O presidente da Anfir, Rafael Wolf Campos, pressiona o governo a adotar medidas capazes de regularizar o problema da falta de pneus no curto prazo. ''No nosso ponto de vista, o ideal seria suspender a cobrança da sobretaxa contra a importação do produto chinês até o momento em que a indústria nacional tenha capacidade de atender o mercado doméstico.''
Para o presidente da Associação Nacional da Indústria Pneumática, Eugenio Deliberato, a proposta não faz sentido. ''Não está proibido importar pneu da China, desde que pague a taxa antidumping. Não queremos reserva de mercado, e sim uma concorrência leal.''
Desde o ano passado, os pneus importados da China sofrem uma sobretaxa de US$ 1.43 por quilo, em média. A importação dos produtos chineses, que já respondiam por mais de 10% do mercado brasileiro, praticamente deixou de existir depois da decisão do governo brasileiro.

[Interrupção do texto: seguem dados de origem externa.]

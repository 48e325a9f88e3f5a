//! Text normalization for pool questions.
//!
//! Question records frequently carry rich-text markup (`<p>`, `<b>`, entities) from
//! authoring tools. [`normalize`] strips tags, drops `<script>`/`<style>` bodies,
//! decodes entities and collapses whitespace so embeddings and oracle prompts see
//! only the visible text. It never fails: absent or empty input yields `""`.


/// Elements whose contents are not visible text.
const HIDDEN_ELEMENTS: [&str; 2] = ["script", "style"];

/// Elements that break the text flow; replaced with a space when stripped.
const BLOCK_ELEMENTS: [&str; 22] = [
    "address", "article", "blockquote", "br", "dd", "div", "dl", "dt", "h1", "h2", "h3", "h4",
    "h5", "h6", "hr", "li", "ol", "p", "pre", "table", "td", "tr",
];

/// Longest entity body we try to decode (`&thetasym;` is the longest common one).
const MAX_ENTITY_LEN: usize = 10;

/// Strips markup and collapses whitespace. `None` is treated as empty.
pub fn normalize(raw: Option<&str>) -> String {
    let raw = match raw {
        Some(r) if !r.is_empty() => r,
        _ => return String::new(),
    };

    collapse_whitespace(&decode_entities(&strip_tags(raw)))
}

/// Removes tags and comments, keeping text content.
///
/// A `<` that does not open a tag (e.g. `2 < 3`) is kept verbatim. Block-level
/// tags are replaced with a space so adjacent paragraphs do not fuse together.
pub fn strip_tags(input: &str) -> String {
    let mut out = String::with_capacity(input.len());
    let mut rest = input;

    while let Some(lt) = rest.find('<') {
        out.push_str(&rest[..lt]);
        let after = &rest[lt..];

        if let Some(comment) = after.strip_prefix("<!--") {
            rest = match comment.find("-->") {
                Some(end) => &comment[end + 3..],
                None => "",
            };
            continue;
        }

        let Some(name) = tag_name(after) else {
            out.push('<');
            rest = &after[1..];
            continue;
        };

        let Some(gt) = after.find('>') else {
            // Never closed, so it was text all along (`a<b for all b`).
            out.push('<');
            rest = &after[1..];
            continue;
        };

        let lowered = name.to_ascii_lowercase();
        let closing = after.as_bytes().get(1) == Some(&b'/');
        rest = &after[gt + 1..];

        if !closing && HIDDEN_ELEMENTS.contains(&lowered.as_str()) {
            let close = format!("</{}", lowered);
            rest = match find_ascii_case_insensitive(rest, &close) {
                Some(idx) => match rest[idx..].find('>') {
                    Some(end) => &rest[idx + end + 1..],
                    None => "",
                },
                None => "",
            };
        }

        if BLOCK_ELEMENTS.contains(&lowered.as_str()) {
            out.push(' ');
        }
    }

    out.push_str(rest);
    out
}

/// Returns the element name if `s` (starting at `<`) looks like a tag.
fn tag_name(s: &str) -> Option<&str> {
    let body = s.strip_prefix('<')?;
    let body = body.strip_prefix('/').unwrap_or(body);
    let body = body.strip_prefix('!').unwrap_or(body);

    let end = body
        .find(|c: char| !(c.is_ascii_alphanumeric() || c == '-' || c == ':'))
        .unwrap_or(body.len());

    let name = &body[..end];
    match name.chars().next() {
        Some(c) if c.is_ascii_alphabetic() => Some(name),
        _ => None,
    }
}

fn find_ascii_case_insensitive(haystack: &str, needle: &str) -> Option<usize> {
    let needle = needle.as_bytes();
    haystack
        .as_bytes()
        .windows(needle.len())
        .position(|w| w.eq_ignore_ascii_case(needle))
}

/// Decodes named and numeric character references. Unknown entities are kept.
pub fn decode_entities(input: &str) -> String {
    let mut out = String::with_capacity(input.len());
    let mut rest = input;

    while let Some(amp) = rest.find('&') {
        out.push_str(&rest[..amp]);
        let after = &rest[amp + 1..];

        let decoded = after
            .find(';')
            .filter(|&semi| semi > 0 && semi <= MAX_ENTITY_LEN)
            .and_then(|semi| decode_entity(&after[..semi]).map(|c| (c, semi)));

        match decoded {
            Some((c, semi)) => {
                out.push(c);
                rest = &after[semi + 1..];
            }
            None => {
                out.push('&');
                rest = after;
            }
        }
    }

    out.push_str(rest);
    out
}

fn decode_entity(body: &str) -> Option<char> {
    if let Some(num) = body.strip_prefix('#') {
        let code = match num.strip_prefix(['x', 'X']) {
            Some(hex) => u32::from_str_radix(hex, 16).ok()?,
            None => num.parse::<u32>().ok()?,
        };
        return char::from_u32(code);
    }

    let c = match body {
        "amp" => '&',
        "lt" => '<',
        "gt" => '>',
        "quot" => '"',
        "apos" => '\'',
        "nbsp" => ' ',
        "ndash" => '\u{2013}',
        "mdash" => '\u{2014}',
        "lsquo" => '\u{2018}',
        "rsquo" => '\u{2019}',
        "ldquo" => '\u{201C}',
        "rdquo" => '\u{201D}',
        "hellip" => '\u{2026}',
        "times" => '\u{00D7}',
        "divide" => '\u{00F7}',
        "plusmn" => '\u{00B1}',
        "minus" => '\u{2212}',
        "le" => '\u{2264}',
        "ge" => '\u{2265}',
        "ne" => '\u{2260}',
        "deg" => '\u{00B0}',
        "pi" => '\u{03C0}',
        "sup2" => '\u{00B2}',
        "sup3" => '\u{00B3}',
        "frac12" => '\u{00BD}',
        "frac14" => '\u{00BC}',
        "frac34" => '\u{00BE}',
        _ => return None,
    };
    Some(c)
}

/// Collapses runs of Unicode whitespace into single spaces and trims the ends.
pub fn collapse_whitespace(text: &str) -> String {
    text.split_whitespace().collect::<Vec<_>>().join(" ")
}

As indústrias de Manaus reclamam da falta de pessoal no Aeroporto Eduardo Gomes para despachar os componentes importados que chegam à Zona Franca. ''A demora na liberação das importações provoca atraso na linha de montagem das fábricas, que trabalham a plena carga'', conta o diretor executivo da Federação das Indústrias do Estado do Amazonas, Flávio Dutra.
Só no primeiro trimestre, a produção de televisores de tela de cristal líquido (LCD) em Manaus chegou a 1.590 unidades, um aumento de 135% em relação ao mesmo período do ano passado. A produção de celulares cresceu 18,6%.
No setor de bebidas, o aumento do consumo e a falta de investimento resultou na escassez de latas de alumínio para cervejas e refrigerantes. A incapacidade dos fornecedores em atender à demanda fez o governo reduzir temporariamente a tarifa de importação para as latinhas, de 16% para 2%. (M.R./A.E.)